His campaign tells the story of the self-made millionaire who has stood tough against against big tobacco, liquor, the gun lobby, polluters, and other special interests - as well as President Bush - on behalf of the little guy. In the last year alone, he has won battles to protect chemical plants and brought home money for Amtrak, hospitals and mental-health clinics, has stopped plans to drill for oil off the Jersey coast, and has been trying to get free crop insurance for farmers, which could save an estimated $16 billion over five years.
He serves on four major committees, including Appropriations and Environment, and chairs two subcommittees dealing with transportation and safety. He skis, golfs and plays tennis.
"New Jersey values effectiveness, not age, and voters consistently back Sen. Lautenberg because they know he is an effective voice for them in Washington," campaign manager Brendan Gill said in a statement. "But the Republican U.S. Senate candidates, who stand behind [President] Bush on every major issue, will say anything they can to avoid talking about how we are going to bring our troops home, improve health care, tackle global warming and boost education. Sen. Lautenberg is working for New Jersey to tackle those problems now."
Lautenberg should be familiar with the age argument. He carefully used it in his 1982 race against Republican Millicent Fenwick, who was 72. When pressed on the issue at the time, Lautenberg said he did not question Fenwick's "fitness" but rather, "I'm questioning her ability to do the job."

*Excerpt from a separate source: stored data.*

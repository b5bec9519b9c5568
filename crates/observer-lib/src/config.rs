//! Engine configuration
//!
//! Values only; how they are loaded (env, file) is the binary's concern.

use chrono::Duration;
use std::time::Duration as StdDuration;

/// One (service, metric) pair to watch
#[derive(Debug, Clone, PartialEq, Eq)]
pub struct WatchTarget {
    pub service: String,
    pub metric: String,
}

impl WatchTarget {
    pub fn new(service: impl Into<String>, metric: impl Into<String>) -> Self {
        Self {
            service: service.into(),
            metric: metric.into(),
        }
    }

    /// Parse a `service:metric` pair spec
    pub fn parse(spec: &str) -> Option<Self> {
        let (service, metric) = spec.split_once(':')?;
        if service.is_empty() || metric.is_empty() {
            return None;
        }
        Some(Self::new(service.trim(), metric.trim()))
    }
}

/// Configuration for the observer engine
#[derive(Debug, Clone)]
pub struct ObserverConfig {
    /// Interval between detection ticks (default: 60 seconds)
    pub tick_interval: StdDuration,
    /// Sigma threshold for raising an anomaly (default: 3.0)
    pub sigma_threshold: f64,
    /// Trailing baseline window (default: 7 days)
    pub baseline_window: Duration,
    /// Short current window (default: 1 hour)
    pub current_window: Duration,
    /// Minimum time between workflows for the same pair (default: 30 min)
    pub cooldown: Duration,
    /// Commit correlation lookback (default: 2 hours)
    pub correlation_window: Duration,
    /// Minimum baseline samples before detection is attempted
    pub min_baseline_samples: usize,
    /// Capacity of the recent-anomalies buffer
    pub recent_anomaly_cap: usize,
    /// Retention for terminal workflows before pruning
    pub workflow_retention: Duration,
    /// The (service, metric) pairs to evaluate each tick
    pub watch: Vec<WatchTarget>,
}

impl Default for ObserverConfig {
    fn default() -> Self {
        Self {
            tick_interval: StdDuration::from_secs(60),
            sigma_threshold: 3.0,
            baseline_window: Duration::days(7),
            current_window: Duration::hours(1),
            cooldown: Duration::minutes(30),
            correlation_window: Duration::hours(2),
            min_baseline_samples: 2,
            recent_anomaly_cap: 50,
            workflow_retention: Duration::hours(24),
            watch: Vec::new(),
        }
    }
}

#[cfg(test)]
mod tests {
    use super::*;

    #[test]
    fn test_defaults_match_contract() {
        let config = ObserverConfig::default();
        assert_eq!(config.tick_interval, StdDuration::from_secs(60));
        assert_eq!(config.sigma_threshold, 3.0);
        assert_eq!(config.baseline_window, Duration::days(7));
        assert_eq!(config.current_window, Duration::hours(1));
        assert_eq!(config.cooldown, Duration::minutes(30));
        assert_eq!(config.correlation_window, Duration::hours(2));
        assert_eq!(config.min_baseline_samples, 2);
    }

    #[test]
    fn test_watch_target_parse() {
        let target = WatchTarget::parse("api-gateway:p99_latency").unwrap();
        assert_eq!(target.service, "api-gateway");
        assert_eq!(target.metric, "p99_latency");

        assert!(WatchTarget::parse("no-colon").is_none());
        assert!(WatchTarget::parse(":metric").is_none());
        assert!(WatchTarget::parse("service:").is_none());
    }
}
//! Source adapters
//!
//! Narrow contracts over the external systems the engine observes: a metric
//! store for time-series windows and a commit listing for recent code
//! changes. The engine only ever sees these traits; HTTP implementations
//! ship alongside for production wiring.

mod http;

pub use http::{HttpCommitSource, HttpMetricSource};

use crate::error::ObserverError;
use crate::models::{CommitRef, MetricWindow};
use chrono::{DateTime, Utc};
pub use async_trait::async_trait;

/// Fetches raw time-series samples for a (service, metric) pair
#[async_trait]
pub trait MetricSource: Send + Sync {
    /// Query samples covering [from, to]. Fails with `SourceUnavailable` on
    /// I/O problems and `EmptyResult` when the pair has no samples at all.
    async fn query(
        &self,
        service: &str,
        metric: &str,
        from: DateTime<Utc>,
        to: DateTime<Utc>,
    ) -> Result<MetricWindow, ObserverError>;
}

/// Lists code changes observed in a time window
#[async_trait]
pub trait CommitSource: Send + Sync {
    async fn recent_commits(
        &self,
        from: DateTime<Utc>,
        to: DateTime<Utc>,
    ) -> Result<Vec<CommitRef>, ObserverError>;
}
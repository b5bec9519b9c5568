//! Workflow orchestration
//!
//! Turns a detected anomaly into a pending workflow, records operator
//! decisions and drives the remediation sequence on approval. State only
//! ever changes through the store's compare-and-set transitions.

use super::WorkflowStore;
use crate::activity::ActivityLog;
use crate::error::{ObserverError, StepError};
use crate::models::{
    ActionKind, ActivityCategory, Anomaly, CompletedStep, Decision, ExecutionReport, FailedStep,
    Severity, StepOutput, SuspectCommit, Workflow, WorkflowStatus,
};
use crate::observability::ObserverMetrics;
use crate::remediation::{
    ticket_priority, CodeSearchQuery, FixRequestDraft, IncidentDraft, Notification, Remediation,
    TicketDraft,
};
use chrono::Utc;
use std::sync::Arc;
use tracing::{info, warn};

pub struct WorkflowOrchestrator {
    store: Arc<WorkflowStore>,
    remediation: Arc<dyn Remediation>,
    activity: Arc<ActivityLog>,
    metrics: ObserverMetrics,
    /// Minimum severity that proposes a workflow. Defaults to Sev-3, so every
    /// detected anomaly proposes one and severity only affects the label.
    auto_propose_floor: Severity,
    cooldown: chrono::Duration,
}

impl WorkflowOrchestrator {
    pub fn new(
        store: Arc<WorkflowStore>,
        remediation: Arc<dyn Remediation>,
        activity: Arc<ActivityLog>,
        cooldown: chrono::Duration,
    ) -> Self {
        Self {
            store,
            remediation,
            activity,
            metrics: ObserverMetrics::new(),
            auto_propose_floor: Severity::Sev3,
            cooldown,
        }
    }

    pub fn with_auto_propose_floor(mut self, floor: Severity) -> Self {
        self.auto_propose_floor = floor;
        self
    }

    /// Propose a workflow for an anomaly, or record it without one when the
    /// cooldown invariant forbids a duplicate.
    ///
    /// Returns the created workflow, or `None` when the anomaly was below the
    /// auto-propose floor or deduplicated against an active workflow for the
    /// same (service, metric).
    pub fn propose(
        &self,
        anomaly: &Anomaly,
        suspects: Vec<SuspectCommit>,
        now: chrono::DateTime<Utc>,
    ) -> Option<Workflow> {
        if anomaly.severity.rank() < self.auto_propose_floor.rank() {
            return None;
        }

        if self
            .store
            .has_active_for(&anomaly.service, &anomaly.metric, now, self.cooldown)
        {
            info!(
                service = %anomaly.service,
                metric = %anomaly.metric,
                "Anomaly recorded, workflow suppressed by cooldown"
            );
            return None;
        }

        let workflow = Workflow::new(anomaly.clone(), suspects, now);
        self.store.insert(workflow.clone());
        self.metrics.inc_workflows_created();

        info!(
            workflow_id = %workflow.id,
            service = %anomaly.service,
            metric = %anomaly.metric,
            severity = %anomaly.severity,
            "Workflow proposed, awaiting approval"
        );
        self.activity.record_event(
            ActivityCategory::Workflow,
            now,
            format!(
                "Proposed {} workflow {} for {}/{}",
                anomaly.severity, workflow.id, anomaly.service, anomaly.metric
            ),
            None,
        );

        Some(workflow)
    }

    /// Approve a pending workflow and run the remediation sequence.
    ///
    /// Fails with `NotFound` for an unknown id and `InvalidTransition` when
    /// the workflow is not pending. Exactly one of two racing decisions
    /// succeeds. The returned workflow carries the execution report.
    pub async fn approve(&self, id: &str, reason: &str) -> Result<Workflow, ObserverError> {
        let decided_at = Utc::now();
        let workflow = self.store.transition(
            id,
            WorkflowStatus::Pending,
            WorkflowStatus::Approved,
            |w| {
                w.decision = Some(Decision {
                    approved: true,
                    reason: reason.to_string(),
                    decided_at,
                });
            },
        )?;

        self.metrics.inc_workflows_approved();
        info!(workflow_id = %id, reason = %reason, "Workflow approved");
        self.activity.record_event(
            ActivityCategory::Workflow,
            decided_at,
            format!("Workflow {} approved: {}", id, reason),
            None,
        );

        // Approved moves straight into executing; once there, the attempt
        // runs to completed or failed regardless of scheduler run-state.
        self.store
            .transition(id, WorkflowStatus::Approved, WorkflowStatus::Executing, |_| {})?;

        let report = self.execute(&workflow).await;
        let succeeded = report.succeeded();

        let terminal = if succeeded {
            WorkflowStatus::Completed
        } else {
            WorkflowStatus::Failed
        };
        let finished = self
            .store
            .transition(id, WorkflowStatus::Executing, terminal, |w| {
                w.execution = Some(report);
            })?;

        if succeeded {
            info!(workflow_id = %id, "Workflow completed");
        } else {
            warn!(workflow_id = %id, "Workflow failed; partial results retained");
        }

        Ok(finished)
    }

    /// Reject a pending workflow. No remediation step ever runs for it; the
    /// reason is retained for audit.
    pub fn reject(&self, id: &str, reason: &str) -> Result<Workflow, ObserverError> {
        let decided_at = Utc::now();
        let workflow = self.store.transition(
            id,
            WorkflowStatus::Pending,
            WorkflowStatus::Rejected,
            |w| {
                w.decision = Some(Decision {
                    approved: false,
                    reason: reason.to_string(),
                    decided_at,
                });
            },
        )?;

        self.metrics.inc_workflows_rejected();
        info!(workflow_id = %id, reason = %reason, "Workflow rejected");
        self.activity.record_event(
            ActivityCategory::Workflow,
            decided_at,
            format!("Workflow {} rejected: {}", id, reason),
            None,
        );

        Ok(workflow)
    }

    /// Run the five-step sequence, threading each step's output into later
    /// ones. A step failure ends the attempt; earlier outputs are preserved.
    async fn execute(&self, workflow: &Workflow) -> ExecutionReport {
        let anomaly = &workflow.anomaly;
        let mut steps: Vec<CompletedStep> = Vec::with_capacity(ActionKind::PLAN.len());

        // Step 1: register-incident
        let draft = IncidentDraft {
            title: format!(
                "{} anomaly on {}/{}",
                anomaly.severity, anomaly.service, anomaly.metric
            ),
            service: anomaly.service.clone(),
            severity: anomaly.severity,
            description: format!(
                "{}.{} = {:.2} (baseline {:.2} ± {:.2}, {:.1}σ deviation)",
                anomaly.service,
                anomaly.metric,
                anomaly.current_value,
                anomaly.baseline_mean,
                anomaly.baseline_std,
                anomaly.sigma_deviation
            ),
        };
        let incident = match self.remediation.register_incident(&draft).await {
            Ok(incident) => incident,
            Err(e) => return self.fail(workflow, steps, ActionKind::RegisterIncident, e),
        };
        self.activity.record_event(
            ActivityCategory::Incident,
            Utc::now(),
            format!("Registered incident {}", incident.incident_id),
            incident.url.clone(),
        );
        steps.push(CompletedStep {
            action: ActionKind::RegisterIncident,
            output: StepOutput::RegisterIncident(incident.clone()),
        });

        // Step 2: search-code, seeded by the top suspect when one exists
        let suspect_file = workflow
            .suspects
            .first()
            .and_then(|s| s.commit.files.first())
            .cloned();
        let pattern = match &suspect_file {
            Some(file) => file.clone(),
            None => format!("*{}*", anomaly.metric),
        };
        let search = match self
            .remediation
            .search_code(&CodeSearchQuery { pattern })
            .await
        {
            Ok(search) => search,
            Err(e) => return self.fail(workflow, steps, ActionKind::SearchCode, e),
        };
        steps.push(CompletedStep {
            action: ActionKind::SearchCode,
            output: StepOutput::SearchCode(search.clone()),
        });

        // Adaptive override: a file the search actually found supersedes the
        // correlation-era guess.
        let target_file = search.target_file.or(suspect_file);

        // Step 3: open-fix-request
        let fix_draft = FixRequestDraft {
            title: format!("Fix: {} ({})", draft.title, incident.incident_id),
            incident_id: incident.incident_id.clone(),
            description: draft.description.clone(),
            target_file,
        };
        let fix_request = match self.remediation.open_fix_request(&fix_draft).await {
            Ok(fix) => fix,
            Err(e) => return self.fail(workflow, steps, ActionKind::OpenFixRequest, e),
        };
        self.activity.record_event(
            ActivityCategory::FixRequest,
            Utc::now(),
            format!("Opened fix request {}", fix_request.reference),
            fix_request.url.clone(),
        );
        steps.push(CompletedStep {
            action: ActionKind::OpenFixRequest,
            output: StepOutput::OpenFixRequest(fix_request.clone()),
        });

        // Step 4: notify-team, referencing the fix request
        let note = Notification {
            severity: anomaly.severity,
            incident_id: incident.incident_id.clone(),
            message: format!(
                "Incident {}: remediation proposed for {}/{}. Please review.",
                incident.incident_id, anomaly.service, anomaly.metric
            ),
            fix_request_url: fix_request.url.clone(),
        };
        let receipt = match self.remediation.notify_team(&note).await {
            Ok(receipt) => receipt,
            Err(e) => return self.fail(workflow, steps, ActionKind::NotifyTeam, e),
        };
        self.activity.record_event(
            ActivityCategory::Notification,
            Utc::now(),
            format!("Notified {} about {}", receipt.channel, incident.incident_id),
            None,
        );
        steps.push(CompletedStep {
            action: ActionKind::NotifyTeam,
            output: StepOutput::NotifyTeam(receipt),
        });

        // Step 5: create-ticket
        let ticket_draft = TicketDraft {
            summary: draft.title.clone(),
            description: draft.description.clone(),
            priority: ticket_priority(anomaly.severity).to_string(),
            incident_id: incident.incident_id.clone(),
        };
        let ticket = match self.remediation.create_ticket(&ticket_draft).await {
            Ok(ticket) => ticket,
            Err(e) => return self.fail(workflow, steps, ActionKind::CreateTicket, e),
        };
        self.activity.record_event(
            ActivityCategory::Ticket,
            Utc::now(),
            format!("Created ticket {}", ticket.key),
            ticket.url.clone(),
        );
        steps.push(CompletedStep {
            action: ActionKind::CreateTicket,
            output: StepOutput::CreateTicket(ticket),
        });

        ExecutionReport {
            steps,
            failed_step: None,
            finished_at: Utc::now(),
        }
    }

    fn fail(
        &self,
        workflow: &Workflow,
        steps: Vec<CompletedStep>,
        action: ActionKind,
        error: StepError,
    ) -> ExecutionReport {
        self.metrics.inc_remediation_step_failures();
        let failure = ObserverError::RemediationStepFailed {
            step: action,
            reason: error.to_string(),
        };
        warn!(
            workflow_id = %workflow.id,
            error = %failure,
            "Remediation step failed"
        );
        self.activity.record_event(
            ActivityCategory::Workflow,
            Utc::now(),
            format!("Workflow {}: {}", workflow.id, failure),
            None,
        );
        ExecutionReport {
            steps,
            failed_step: Some(FailedStep {
                action,
                reason: error.to_string(),
            }),
            finished_at: Utc::now(),
        }
    }
}
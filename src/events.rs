//! Event fan-out
//!
//! All sessions publish into one broadcast channel; every subscriber sees
//! every event. Events produced by a single session come out of that
//! session's driver task and therefore arrive in generation order. Nothing
//! is guaranteed about interleaving across sessions.
//!
//! Acknowledgements for individual control calls are *not* events: they are
//! the `Result` values the control methods return to their caller.

use futures::Stream;
use serde::Serialize;
use tokio::sync::broadcast;

use crate::types::identifiers::{Jid, SessionId};
use crate::types::session::{SessionSnapshot, SessionStatus, UserProfile};

/// Default capacity of the broadcast channel
const DEFAULT_CAPACITY: usize = 256;

/// Events published to all subscribers
#[derive(Debug, Clone, Serialize)]
#[serde(tag = "event", rename_all = "kebab-case")]
pub enum Event {
    /// A QR payload is ready to be scanned
    Qr {
        /// Session awaiting the scan
        session_id: SessionId,
        /// QR payload to render
        payload: String,
    },
    /// A pairing code was issued
    PairingCode {
        /// Session awaiting the pairing
        session_id: SessionId,
        /// Short code to enter on the phone
        code: String,
    },
    /// A session changed connection status
    SessionStatus {
        /// Session whose status changed
        session_id: SessionId,
        /// New status
        status: SessionStatus,
        /// Account profile, present when the status is connected
        #[serde(skip_serializing_if = "Option::is_none")]
        user: Option<UserProfile>,
    },
    /// An inbound message arrived on a connected session
    MessageReceived {
        /// Session the message arrived on
        session_id: SessionId,
        /// Sender address
        from: Jid,
        /// Opaque message content
        payload: serde_json::Value,
        /// Network timestamp, seconds since the epoch
        timestamp: i64,
    },
    /// A text send completed
    MessageSent {
        /// Session the message was sent from
        session_id: SessionId,
        /// Canonical recipient address
        to: Jid,
    },
    /// An image send completed
    ImageSent {
        /// Session the image was sent from
        session_id: SessionId,
        /// Canonical recipient address
        to: Jid,
    },
    /// A per-session or registry-level failure
    Error {
        /// Session the failure is scoped to, when there is one
        #[serde(skip_serializing_if = "Option::is_none")]
        session_id: Option<SessionId>,
        /// Human-readable failure description
        message: String,
    },
    /// The registry membership changed
    AllSessions {
        /// Snapshot of every registered session
        sessions: Vec<SessionSnapshot>,
    },
}

/// Publish/subscribe hub shared by all sessions
///
/// Cheap to clone; all clones publish into the same channel.
#[derive(Debug, Clone)]
pub struct EventBus {
    tx: broadcast::Sender<Event>,
}

impl EventBus {
    /// Create a bus with the default buffer capacity
    #[must_use]
    pub fn new() -> Self {
        Self::with_capacity(DEFAULT_CAPACITY)
    }

    /// Create a bus buffering up to `capacity` undelivered events per subscriber
    #[must_use]
    pub fn with_capacity(capacity: usize) -> Self {
        let (tx, _) = broadcast::channel(capacity);
        Self { tx }
    }

    /// Subscribe to all future events
    ///
    /// A receiver that falls more than the buffer capacity behind observes a
    /// `Lagged` error and skips ahead; publishers are never blocked.
    #[must_use]
    pub fn subscribe(&self) -> broadcast::Receiver<Event> {
        self.tx.subscribe()
    }

    /// Subscribe and adapt the receiver into a stream
    ///
    /// Lagged gaps are logged and skipped rather than surfaced to the
    /// stream consumer.
    pub fn stream(&self) -> impl Stream<Item = Event> + Send + 'static {
        let mut rx = self.subscribe();
        async_stream::stream! {
            loop {
                match rx.recv().await {
                    Ok(event) => yield event,
                    Err(broadcast::error::RecvError::Lagged(skipped)) => {
                        log::warn!("event subscriber lagged, skipped {skipped} events");
                    }
                    Err(broadcast::error::RecvError::Closed) => break,
                }
            }
        }
    }

    /// Publish an event to all current subscribers
    ///
    /// Publishing with no subscribers is not an error; the event is dropped.
    pub fn publish(&self, event: Event) {
        if self.tx.send(event).is_err() {
            log::trace!("event published with no subscribers");
        }
    }
}

impl Default for EventBus {
    fn default() -> Self {
        Self::new()
    }
}

#[cfg(test)]
mod tests {
    use super::*;

    #[tokio::test]
    async fn subscribers_all_see_published_events() {
        let bus = EventBus::new();
        let mut a = bus.subscribe();
        let mut b = bus.subscribe();

        bus.publish(Event::Error {
            session_id: None,
            message: "boom".to_string(),
        });

        for rx in [&mut a, &mut b] {
            match rx.recv().await.unwrap() {
                Event::Error { message, .. } => assert_eq!(message, "boom"),
                other => panic!("unexpected event: {other:?}"),
            }
        }
    }

    #[test]
    fn publish_without_subscribers_is_fine() {
        let bus = EventBus::new();
        bus.publish(Event::AllSessions { sessions: vec![] });
    }
}
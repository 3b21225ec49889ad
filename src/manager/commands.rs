//! Session command protocol
//!
//! Control calls never touch the transport handle directly; the driver task
//! owns it exclusively, and these commands reach the driver via its channel.
//! Oneshot reply channels carry the per-call acknowledgement back to the
//! requester.

use tokio::sync::oneshot;

use crate::error::Result;
use crate::transport::ImageContent;
use crate::types::identifiers::Jid;

/// Commands that can be sent to a session's driver task
pub(crate) enum SessionCommand {
    /// Send a text message through the live connection
    SendText {
        /// Canonical recipient address
        to: Jid,
        /// Message body
        text: String,
        /// Channel to send the operation result back
        response_tx: oneshot::Sender<Result<()>>,
    },

    /// Send an image through the live connection
    SendImage {
        /// Canonical recipient address
        to: Jid,
        /// Image bytes plus optional caption/MIME type/file name
        image: ImageContent,
        /// Channel to send the operation result back
        response_tx: oneshot::Sender<Result<()>>,
    },

    /// Request a pairing code for an unregistered account
    ///
    /// The driver publishes the code (or a scoped error) as an event; there
    /// is no direct reply.
    RequestPairingCode {
        /// Digits-only phone number
        phone: String,
    },

    /// Log the account out and stop the driver; no reconnect follows
    Logout {
        /// Channel to send the logout result back
        response_tx: oneshot::Sender<Result<()>>,
    },

    /// Tear the connection down ahead of record removal
    ///
    /// Best-effort logout; the driver always stops and confirms.
    Shutdown {
        /// Channel to confirm teardown completion
        response_tx: oneshot::Sender<()>,
    },
}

He was 58 and running for his first elected office against the better-known Fenwick, a pipe-smoking congresswoman and former Vogue model who was the template for the
character Lacey Davenport.
Lautenberg never crassly said Fenwick was "too old," but, former Republican Gov. Thomas H. Kean recalled, "it was obvious. They insinuated it a lot. There were ads that made her look older than she was. They made the point."
Clay Richards, assistant director of the polling institute at Quinnipiac University that asked the Lautenberg age question over the summer, said he has another poll coming out soon in which he asks the question again.
"Then and now, it's not something I think is a deal-breaker, unless there is a serious illness that shows the age of the politician," said Richards, who covered the 1982 campaign as a reporter for UPI.
Gerontologist Robert Butler, first director of the National Institute on Aging and who is credited with coining the term
said: "We've grown a lot as a nation on racism and sexism. I'm not sure we've done as well with ageism."
He said it had popped up in the presidential race as well, as some questioned whether 71-year-old U.S. Sen. John McCain (R., Ariz.) is too old to be president.
Because of the McCain dynamic, Republicans have a sticky problem in using age against against Lautenberg.
"A Republican going after Lautenberg's age also paints their likely presidential nominee with the same brush," said Monmouth University polling director Patrick Murray. And the GOP Senate candidate would "need the Republican presidential nominee to do well to help down ballot, so it's a bit of a double-edged sword."